Le journaliste insiste avec emphase avec l’absence à cette occasion du président du Conseil, Jules Ferry pour cette inauguration. Comment imaginer l’absence du chef du Gouvernement à l’occasion de l’inauguration du grand symbole du régime en place ?
C’est l’histoire sur laquelle nous allons revenir ici !
Une opposition entre deux niveaux de gouvernement
Derrière cette bisbille, c’est finalement l’opposition entre deux niveaux de gouvernement. La Ville de Paris d’une part, représentée par son conseil municipal et l’Etat, dont Jules Ferry était à la tête !

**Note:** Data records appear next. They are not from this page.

//! CCIO field validation. A CCIO record hangs off a Lead and is found by the
//! Lead's Id.

use super::check::{invalid_input, CheckInputs};
use super::log_request_failure;
use crate::client::{CcioAware, ObjectAware};
use crm_steps_base::execution::MissingFieldPolicy;
use crm_steps_base::results::StepResult;
use crm_steps_base::strategies::{Step, StepDefinition};
use crm_steps_base::types::{FieldValue, ScenarioContext, StepData};
use std::sync::Arc;

pub struct CcioFieldEquals {
    definition: StepDefinition,
    client: Arc<dyn ObjectAware>,
    policy: MissingFieldPolicy,
}

impl CcioFieldEquals {
    pub fn new(
        definition: StepDefinition,
        client: Arc<dyn ObjectAware>,
        policy: MissingFieldPolicy,
    ) -> Self {
        Self {
            definition,
            client,
            policy,
        }
    }
}

impl Step for CcioFieldEquals {
    fn definition(&self) -> &StepDefinition {
        &self.definition
    }

    fn execute(&self, data: &StepData, _context: &ScenarioContext) -> StepResult {
        let read = CheckInputs::read(data)
            .and_then(|inputs| Ok((inputs, data.required_str("id")?.to_string())));
        let (inputs, lead_id) = match read {
            Ok(read) => read,
            Err(e) => return invalid_input(self.step_id(), &e),
        };
        let identifier = FieldValue::from(lead_id.as_str());

        inputs
            .check("CCIO", "Lead Id", &identifier, self.policy)
            .run(|| {
                self.client
                    .find_ccio_by_lead_id(&lead_id, &[inputs.field.as_str()])
                    .inspect_err(|e| log_request_failure(self.step_id(), "CCIO__c", e))
            })
            .outcome
            .into()
    }
}

#[cfg(test)]
mod tests {
    use super::*;
    use crate::definitions::create_ccio_field_equals_definition;
    use crate::steps::stub::StubClient;
    use crm_steps_base::execution::ValidationPhase;
    use crm_steps_base::results::OutcomeKind;
    use crm_steps_base::types::Record;
    use serde_json::json;

    fn ccio() -> Record {
        Record::new()
            .with_field("someField", "Expected Value")
            .with_field("numericField", 5000)
    }

    fn step_with(client: StubClient, policy: MissingFieldPolicy) -> CcioFieldEquals {
        CcioFieldEquals::new(create_ccio_field_equals_definition(), Arc::new(client), policy)
    }

    fn run(client: StubClient, data: serde_json::Value) -> StepResult {
        step_with(client, MissingFieldPolicy::Fail)
            .execute(&StepData::from_value(data).unwrap(), &ScenarioContext::standalone())
    }

    #[test]
    fn test_pass_and_lookup_by_lead_id() {
        let client = StubClient::returning(vec![ccio()]);
        let result = run(
            client.clone(),
            json!({ "field": "someField", "expectedValue": "Expected Value", "id": "anything@example.com" }),
        );
        assert_eq!(result.outcome.kind, OutcomeKind::Pass);
        assert_eq!(
            client.calls(),
            vec!["find CCIO__c Lead__c=anything@example.com [someField]"]
        );
    }

    #[test]
    fn test_invalid_operator_is_error() {
        for operator in ["invalid operator", "invalidOperator"] {
            let result = run(
                StubClient::returning(vec![ccio()]),
                json!({ "field": "someField", "expectedValue": "Any Value", "id": "x", "operator": operator }),
            );
            assert_eq!(result.outcome.kind, OutcomeKind::Error);
        }
    }

    #[test]
    fn test_non_numeric_relational_operand_is_error() {
        let result = run(
            StubClient::returning(vec![ccio()]),
            json!({ "field": "numericField", "expectedValue": "nonNumeric", "id": "x", "operator": "be greater than" }),
        );
        assert_eq!(result.outcome.kind, OutcomeKind::Error);
    }

    #[test]
    fn test_unexpected_value_fails() {
        let result = run(
            StubClient::returning(vec![ccio()]),
            json!({ "field": "someField", "expectedValue": "Not Expected Value", "id": "x" }),
        );
        assert_eq!(result.outcome.kind, OutcomeKind::Fail);
    }

    #[test]
    fn test_no_result_fails() {
        let result = run(
            StubClient::returning(vec![]),
            json!({ "field": "anyField", "expectedValue": "Any Value", "id": "x" }),
        );
        assert_eq!(result.outcome.kind, OutcomeKind::Fail);
    }

    #[test]
    fn test_missing_field_follows_policy() {
        let data = json!({ "field": "someOtherField", "expectedValue": "Any Value", "id": "x" });
        let as_fail = run(StubClient::returning(vec![ccio()]), data.clone());
        assert_eq!(as_fail.outcome.kind, OutcomeKind::Fail);

        let as_error = step_with(StubClient::returning(vec![ccio()]), MissingFieldPolicy::Error)
            .execute(&StepData::from_value(data).unwrap(), &ScenarioContext::standalone());
        assert_eq!(as_error.outcome.kind, OutcomeKind::Error);
    }

    #[test]
    fn test_client_error_is_error() {
        let result = run(
            StubClient::failing("Any error"),
            json!({ "field": "someOtherField", "expectedValue": "Any Value", "id": "x" }),
        );
        assert_eq!(result.outcome.kind, OutcomeKind::Error);
    }

    #[test]
    fn test_missing_expected_value_reported_before_lookup() {
        for data in [
            json!({ "field": "anyField", "expectedValue": null, "id": "anyId", "operator": "anyOperator" }),
            json!({ "field": "anyField", "id": "anyId", "operator": "anyOperator" }),
        ] {
            let client = StubClient::returning(vec![ccio()]);
            let result = run(client.clone(), data);
            assert_eq!(result.outcome.kind, OutcomeKind::Error);
            assert_eq!(
                result.outcome.message_template,
                "The operator '%s' requires an expected value. Please provide one."
            );
            assert!(client.calls().is_empty());
        }
    }

    #[test]
    fn test_check_decides_missing_expected_while_idle() {
        let inputs = CheckInputs::read(
            &StepData::default().with("field", "anyField").with("operator", "be"),
        )
        .unwrap();
        let identifier = FieldValue::from("anyId");
        let result = inputs
            .check("CCIO", "Lead Id", &identifier, MissingFieldPolicy::Error)
            .run(|| Ok::<_, String>(Some(ccio())));
        assert_eq!(result.decided_in, ValidationPhase::Idle);
        assert_eq!(result.phase, ValidationPhase::Resolved);
    }
}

En effet, la statue de la République et le changement de nom de la place du Château d’Eau en place de la République avait été voulue par le Conseil municipal. En effet, en mars 1879, la Ville de Paris lance un grand concours pour déterminer le projet qui sera représenté de manière grandiose en bronze. C’est elle qui détermine le jury et organise l’épreuve. Ainsi, en mai 1880, elle retient le projet de Léon Morice, avec sa République tendant son rameau d’olivier. Il est ensuite présenté aux parisiens à l’occasion du 14 juillet. Trois ans plus tard, la statue monumentale est réalisée à ses frais, en faisant appel à une prestigieuse fonderie.
Jules Ferry devrait pourtant se sentir concerné par cette initiative. N’avait-il pas appuyé l’organisation d’un autre concours pour une élaboration d’un monument à la République ? Il avait été lui-même juré dans le choix pour l’installation d’une statue du même genre à Versailles, en l’honneur de l’Assemblée constituante. Et pourtant, il ne vint pas le 14 juillet 1883, laissant le préfet de la Seine faire le discours.

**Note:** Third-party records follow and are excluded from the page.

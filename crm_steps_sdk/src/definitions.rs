//! # Step Definitions
//!
//! Static contracts for every Salesforce step: id, name, the expression that
//! matches it, expected inputs and the records it may emit.

use crm_steps_base::strategies::{
    operator_clause, operator_fields, FieldDefinition, FieldType, RecordDefinition,
    StepDefinition, StepType,
};

/// Expression of the CCIO check. Kept verbatim so existing scenarios keep matching.
pub const CCIO_FIELD_EQUALS_EXPRESSION: &str = "the (?<field>[a-zA-Z0-9_]+) field on a ccio object associated with salesforce lead with id (?<id>.+) should (?<operator>be set|not be set|be less than|be greater than|be one of|be|contain|not be one of|not be|not contain) ?(?<expectedValue>.+)?";

fn field_to_check() -> FieldDefinition {
    FieldDefinition::required("field", FieldType::String, "The name of the field to check")
}

fn with_operator_fields(definition: StepDefinition) -> StepDefinition {
    operator_fields()
        .into_iter()
        .fold(definition, StepDefinition::with_field)
}

fn created_record(id: &str, description: &str) -> RecordDefinition {
    RecordDefinition::key_value(
        id,
        vec![FieldDefinition::required("Id", FieldType::String, description)],
    )
}

// ============================================================================
// Validation steps
// ============================================================================

pub fn create_opportunity_field_equals_definition() -> StepDefinition {
    let expression = format!(
        "the (?<field>[a-zA-Z0-9_]+) field on salesforce opportunity with (?<idField>[a-zA-Z0-9_]+) (?<identifier>.+) {}",
        operator_clause()
    );
    let definition = StepDefinition::new(
        "OpportunityFieldEquals",
        "Check a field on a Salesforce Opportunity",
        expression,
        StepType::Validation,
    )
    .with_field(FieldDefinition::required(
        "idField",
        FieldType::String,
        "The field used to search/identify the opportunity",
    ))
    .with_field(FieldDefinition::required(
        "identifier",
        FieldType::AnyScalar,
        "The value of the id field to use when searching",
    ))
    .with_field(field_to_check());
    with_operator_fields(definition)
}

pub fn create_lead_field_equals_definition() -> StepDefinition {
    let expression = format!(
        "the (?<field>[a-zA-Z0-9_]+) field on salesforce lead (?<email>.+) {}",
        operator_clause()
    );
    let definition = StepDefinition::new(
        "LeadFieldEquals",
        "Check a field on a Salesforce Lead",
        expression,
        StepType::Validation,
    )
    .with_field(FieldDefinition::required(
        "email",
        FieldType::Email,
        "The email address of the Lead",
    ))
    .with_field(field_to_check());
    with_operator_fields(definition)
}

pub fn create_contact_field_equals_definition() -> StepDefinition {
    let expression = format!(
        "the (?<field>[a-zA-Z0-9_]+) field on salesforce contact (?<email>.+) {}",
        operator_clause()
    );
    let definition = StepDefinition::new(
        "ContactFieldEquals",
        "Check a field on a Salesforce Contact",
        expression,
        StepType::Validation,
    )
    .with_field(FieldDefinition::required(
        "email",
        FieldType::Email,
        "The email address of the Contact",
    ))
    .with_field(field_to_check());
    with_operator_fields(definition)
}

pub fn create_object_field_equals_definition() -> StepDefinition {
    let expression = format!(
        "the (?<field>[a-zA-Z0-9_]+) field on salesforce (?<objName>[a-zA-Z0-9_]+) object with id (?<id>.+) {}",
        operator_clause()
    );
    let definition = StepDefinition::new(
        "ObjectFieldEquals",
        "Check a field on a Salesforce Object",
        expression,
        StepType::Validation,
    )
    .with_field(FieldDefinition::required(
        "objName",
        FieldType::String,
        "Salesforce object name",
    ))
    .with_field(FieldDefinition::required(
        "id",
        FieldType::String,
        "The Id of the object to check",
    ))
    .with_field(field_to_check());
    with_operator_fields(definition)
}

pub fn create_ccio_field_equals_definition() -> StepDefinition {
    let definition = StepDefinition::new(
        "CCIOFieldEquals",
        "Check a field on a Salesforce CCIO",
        CCIO_FIELD_EQUALS_EXPRESSION,
        StepType::Validation,
    )
    .with_field(field_to_check())
    .with_field(FieldDefinition::required(
        "id",
        FieldType::String,
        "The Id of the Lead the CCIO is associated with",
    ));
    with_operator_fields(definition)
}

// ============================================================================
// Action steps
// ============================================================================

pub fn create_create_lead_definition() -> StepDefinition {
    StepDefinition::new(
        "CreateLead",
        "Create a Salesforce Lead",
        "create a salesforce lead",
        StepType::Action,
    )
    .with_field(FieldDefinition::required(
        "lead",
        FieldType::Map,
        "A map of field names to field values",
    ))
    .with_record(created_record("lead", "Lead's SalesForce ID"))
}

pub fn create_create_contact_definition() -> StepDefinition {
    StepDefinition::new(
        "CreateContact",
        "Create a Salesforce Contact",
        "create a salesforce contact",
        StepType::Action,
    )
    .with_field(FieldDefinition::required(
        "contact",
        FieldType::Map,
        "A map of field names to field values",
    ))
    .with_record(created_record("contact", "Contact's SalesForce ID"))
}

pub fn create_create_object_definition() -> StepDefinition {
    StepDefinition::new(
        "CreateObject",
        "Create a Salesforce Object",
        "create a salesforce (?<objName>[a-zA-Z0-9]+) object",
        StepType::Action,
    )
    .with_field(FieldDefinition::required(
        "objName",
        FieldType::String,
        "Salesforce object name",
    ))
    .with_field(FieldDefinition::required(
        "salesforceObject",
        FieldType::Map,
        "where keys represent object field names as represented in the SFDC API",
    ))
    .with_record(created_record("salesforceObject", "Object's SalesForce ID"))
}

pub fn create_delete_lead_definition() -> StepDefinition {
    StepDefinition::new(
        "DeleteLead",
        "Delete a Salesforce Lead",
        "delete the (?<email>.+) salesforce lead",
        StepType::Action,
    )
    .with_field(FieldDefinition::required(
        "email",
        FieldType::Email,
        "Lead's email address",
    ))
}

pub fn create_delete_contact_definition() -> StepDefinition {
    StepDefinition::new(
        "DeleteContact",
        "Delete a Salesforce Contact",
        "delete the (?<email>.+) salesforce contact",
        StepType::Action,
    )
    .with_field(FieldDefinition::required(
        "email",
        FieldType::Email,
        "Contact's email address",
    ))
}

#[cfg(test)]
mod tests {
    use super::*;
    use crm_steps_base::strategies::{validate_definition, Optionality};

    fn all() -> Vec<StepDefinition> {
        vec![
            create_opportunity_field_equals_definition(),
            create_lead_field_equals_definition(),
            create_contact_field_equals_definition(),
            create_object_field_equals_definition(),
            create_ccio_field_equals_definition(),
            create_create_lead_definition(),
            create_create_contact_definition(),
            create_create_object_definition(),
            create_delete_lead_definition(),
            create_delete_contact_definition(),
        ]
    }

    #[test]
    fn test_every_definition_validates() {
        for definition in all() {
            assert!(
                validate_definition(&definition).is_ok(),
                "{} failed validation: {:?}",
                definition.step_id,
                validate_definition(&definition)
            );
        }
    }

    #[test]
    fn test_ccio_fields() {
        let definition = create_ccio_field_equals_definition();
        assert_eq!(definition.step_id, "CCIOFieldEquals");
        assert_eq!(definition.expression, CCIO_FIELD_EQUALS_EXPRESSION);

        let field = definition.field("field").unwrap();
        assert_eq!(field.optionality, Optionality::Required);
        assert_eq!(field.field_type, FieldType::String);

        let id = definition.field("id").unwrap();
        assert_eq!(id.optionality, Optionality::Required);

        let expected = definition.field("expectedValue").unwrap();
        assert_eq!(expected.optionality, Optionality::Optional);
        assert_eq!(expected.field_type, FieldType::AnyScalar);
    }

    #[test]
    fn test_create_steps_declare_records() {
        let definition = create_create_object_definition();
        assert_eq!(definition.expected_records[0].id, "salesforceObject");
        assert!(!definition.expected_records[0].dynamic_fields);
    }
}
//! # Comparison evaluation
//!
//! Decides whether a comparison holds. Never decides pass or fail; that is
//! the outcome builder's job.

use super::coercion::{coerce, CoercedPair, Operand};
use crate::types::common::FieldValue;
use crate::types::operators::Operator;

/// Error types for comparison operations
#[derive(Debug, Clone, PartialEq, thiserror::Error)]
pub enum ComparisonError {
    #[error("Unknown operator '{token}'.")]
    UnknownOperator { token: String },

    #[error("Cannot compare '{value}' using operator '{operator}': {reason}.")]
    InvalidOperand {
        value: String,
        operator: Operator,
        reason: String,
    },

    #[error("The operator '{operator}' requires an expected value. Please provide one.")]
    MissingExpectedValue { operator: String },
}

/// One field comparison: the field's actual value against an expectation.
#[derive(Debug, Clone, PartialEq)]
pub struct Comparison<'a> {
    pub field: &'a str,
    /// Operator token as supplied; `None` means the default operator.
    pub operator: Option<&'a str>,
    pub actual: Option<&'a FieldValue>,
    pub expected: Option<&'a FieldValue>,
}

impl<'a> Comparison<'a> {
    pub fn new(field: &'a str) -> Self {
        Self {
            field,
            operator: None,
            actual: None,
            expected: None,
        }
    }

    pub fn with_operator(mut self, operator: &'a str) -> Self {
        self.operator = Some(operator);
        self
    }

    pub fn with_actual(mut self, actual: &'a FieldValue) -> Self {
        self.actual = Some(actual);
        self
    }

    pub fn with_expected(mut self, expected: &'a FieldValue) -> Self {
        self.expected = Some(expected);
        self
    }

    /// Look up the operator token in the registry.
    pub fn resolve_operator(&self) -> Result<Operator, ComparisonError> {
        Operator::resolve(self.operator)
    }
}

/// Evaluate a comparison: resolve the operator, then check arity, coerce and
/// apply the predicate.
pub fn evaluate(comparison: &Comparison<'_>) -> Result<bool, ComparisonError> {
    let operator = comparison.resolve_operator()?;
    evaluate_operator(operator, comparison.actual, comparison.expected)
}

/// Evaluate with an already resolved operator.
pub fn evaluate_operator(
    operator: Operator,
    actual: Option<&FieldValue>,
    expected: Option<&FieldValue>,
) -> Result<bool, ComparisonError> {
    if operator.requires_expected_value() && expected.map_or(true, FieldValue::is_null) {
        return Err(ComparisonError::MissingExpectedValue {
            operator: operator.token().to_string(),
        });
    }

    let pair = coerce(actual, expected, operator)?;
    Ok(apply(operator, &pair))
}

fn apply(operator: Operator, pair: &CoercedPair) -> bool {
    let CoercedPair { actual, expected } = pair;
    match operator {
        Operator::Be => actual.loosely_equals(expected),
        Operator::NotBe => !actual.loosely_equals(expected),
        Operator::Contain => actual.text().contains(&expected.text()),
        Operator::NotContain => !actual.text().contains(&expected.text()),
        Operator::BeGreaterThan => numeric(actual, expected, |a, e| a > e),
        Operator::BeLessThan => numeric(actual, expected, |a, e| a < e),
        Operator::BeOneOf => is_member(actual, expected),
        Operator::NotBeOneOf => !is_member(actual, expected),
        Operator::BeSet => !matches!(actual, Operand::Absent),
        Operator::NotBeSet => matches!(actual, Operand::Absent),
    }
}

fn numeric(actual: &Operand, expected: &Operand, predicate: impl Fn(f64, f64) -> bool) -> bool {
    match (actual.as_number(), expected.as_number()) {
        (Some(a), Some(e)) => predicate(a, e),
        _ => false,
    }
}

fn is_member(actual: &Operand, expected: &Operand) -> bool {
    match expected {
        Operand::List(items) => items.iter().any(|item| actual.loosely_equals(item)),
        single => actual.loosely_equals(single),
    }
}

#[cfg(test)]
mod tests {
    use super::*;
    use assert_matches::assert_matches;

    fn check(operator: &str, actual: FieldValue, expected: FieldValue) -> Result<bool, ComparisonError> {
        evaluate(
            &Comparison::new("someField")
                .with_operator(operator)
                .with_actual(&actual)
                .with_expected(&expected),
        )
    }

    #[test]
    fn test_every_operator_holds_and_fails_trivially() {
        let cases: Vec<(&str, FieldValue, FieldValue, FieldValue)> = vec![
            ("be", "x".into(), "x".into(), "y".into()),
            ("not be", "x".into(), "y".into(), "x".into()),
            ("contain", "Closed Won".into(), "Won".into(), "Lost".into()),
            ("not contain", "Closed Won".into(), "Lost".into(), "Won".into()),
            ("be greater than", 10i64.into(), 5i64.into(), 15i64.into()),
            ("be less than", 10i64.into(), 15i64.into(), 5i64.into()),
            ("be one of", "b".into(), "a,b,c".into(), "x,y".into()),
            ("not be one of", "b".into(), "x,y".into(), "a,b,c".into()),
        ];

        for (operator, actual, holds, violates) in cases {
            assert!(check(operator, actual.clone(), holds).unwrap(), "{} should hold", operator);
            assert!(!check(operator, actual, violates).unwrap(), "{} should not hold", operator);
        }

        let set = FieldValue::from("value");
        let unset = FieldValue::Null;
        assert!(evaluate(&Comparison::new("f").with_operator("be set").with_actual(&set)).unwrap());
        assert!(!evaluate(&Comparison::new("f").with_operator("be set").with_actual(&unset)).unwrap());
        assert!(evaluate(&Comparison::new("f").with_operator("not be set")).unwrap());
        assert!(!evaluate(&Comparison::new("f").with_operator("not be set").with_actual(&set)).unwrap());
    }

    #[test]
    fn test_negated_pairs_are_exact_negations() {
        let values: Vec<FieldValue> = vec![
            "5000".into(),
            5000i64.into(),
            5000.5f64.into(),
            "Expected Value".into(),
            true.into(),
            "true".into(),
            FieldValue::Null,
        ];
        let pairs = [("be", "not be"), ("contain", "not contain"), ("be one of", "not be one of")];

        for actual in &values {
            for expected in values.iter().filter(|v| !v.is_null()) {
                for (positive, negative) in pairs {
                    let p = check(positive, actual.clone(), expected.clone());
                    let n = check(negative, actual.clone(), expected.clone());
                    if let (Ok(p), Ok(n)) = (p, n) {
                        assert_ne!(p, n, "{:?} {} {:?}", actual, positive, expected);
                    }
                }
            }
        }
    }

    #[test]
    fn test_numeric_equality_across_representations() {
        assert!(check("be", 5000i64.into(), "5000".into()).unwrap());
        assert!(check("be", "5000.00".into(), 5000.0f64.into()).unwrap());
        assert!(!check("be", "05000x".into(), 5000i64.into()).unwrap());
        assert!(!check("be", 9007199254740993i64.into(), 9007199254740992i64.into()).unwrap());
        assert!(check("not be", "12345678901234567".into(), "12345678901234568".into()).unwrap());
    }

    #[test]
    fn test_default_operator_is_be() {
        let actual = FieldValue::from("Expected Value");
        let expected = FieldValue::from("Expected Value");
        let comparison = Comparison::new("someField")
            .with_actual(&actual)
            .with_expected(&expected);
        assert!(evaluate(&comparison).unwrap());
    }

    #[test]
    fn test_unknown_operator_checked_before_arity() {
        let comparison = Comparison::new("someField").with_operator("invalid operator");
        assert_matches!(evaluate(&comparison), Err(ComparisonError::UnknownOperator { .. }));
    }

    #[test]
    fn test_missing_expected_value_message() {
        let actual = FieldValue::from("x");
        let comparison = Comparison::new("someField")
            .with_operator("be")
            .with_actual(&actual);
        let err = evaluate(&comparison).unwrap_err();
        assert_eq!(
            err.to_string(),
            "The operator 'be' requires an expected value. Please provide one."
        );
    }

    #[test]
    fn test_relational_with_non_numeric_operand() {
        assert_matches!(
            check("be greater than", 5000i64.into(), "nonNumeric".into()),
            Err(ComparisonError::InvalidOperand { .. })
        );
        assert_matches!(
            check("be less than", "abc".into(), 1i64.into()),
            Err(ComparisonError::InvalidOperand { .. })
        );
    }

    #[test]
    fn test_contain_is_case_sensitive() {
        assert!(!check("contain", "Closed Won".into(), "won".into()).unwrap());
    }
}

Une rancœur déjà présente en 1878
En 1878, Paris organise une nouvelle Exposition universelle. Il s’agit pour le régime en place de mettre en avant le retour de la France sur la scène internationale après la défaite de Sedan face à la Prusse. Aussi, le Gouvernement voulut que sur le Champ de Mars, pendant l’exposition, on trouva une effigie de la République. La statue fut réalisée par Auguste Clésinger, à la suite de l’appui du ministre de l’Agriculture et du Commerce.
Or, en mars de cette même année, le ministre chercha un financement. Il se tourna naturellement vers le Conseil municipal de Paris. Celui-ci rejeta le principe ! Enfin, nous allons un peu vite en besogne. Il marqua son accord pour participer à un projet de représentation de la République. Cependant, il était nécessaire pour lui d’organiser un concours et de ne pas retenir comme cela Clésinger comme artiste. Il savait que le délai ne pourrait jamais être respecté avant l’ouverture de l’Exposition universelle et il poussa même le vice à proposer de reprendre la statue de la République de Soitoux, réalisée en 1850 et qui était depuis dans les placards…
Deux concours simultanés
Revenons quelques instants sur les concours. En effet, pratiquement au même moment, se déroulèrent deux épreuves bien proches, que ce soit à Paris par le Conseil municipal et à Versailles pour le Gouvernement. Le premier voulait enrichir Paris d’une représentation de la République et le deuxième honorer la première Assemblée française.
La Ville de Paris prit toutefois son avantage en finalisant son épreuve en 1880. Il fallut en effet attendre avril 1881 pour connaître le lauréat du projet gouvernemental pour le monument de l’Assemblée constituante de Versailles. Pourtant, au moment où la ville de Paris, en avril 1879, posait son programme, le Parlement votait une loi posant le principe d’un projet équivalent à Versailles. Cependant, le ministère de Jules Ferry prit son temps, pour préciser la nature du monument. Ainsi, le sous-secrétaire aux beaux-arts publia en novembre 1879 le programme de son concours, tout en étant très précis sur la nature du monument à réaliser.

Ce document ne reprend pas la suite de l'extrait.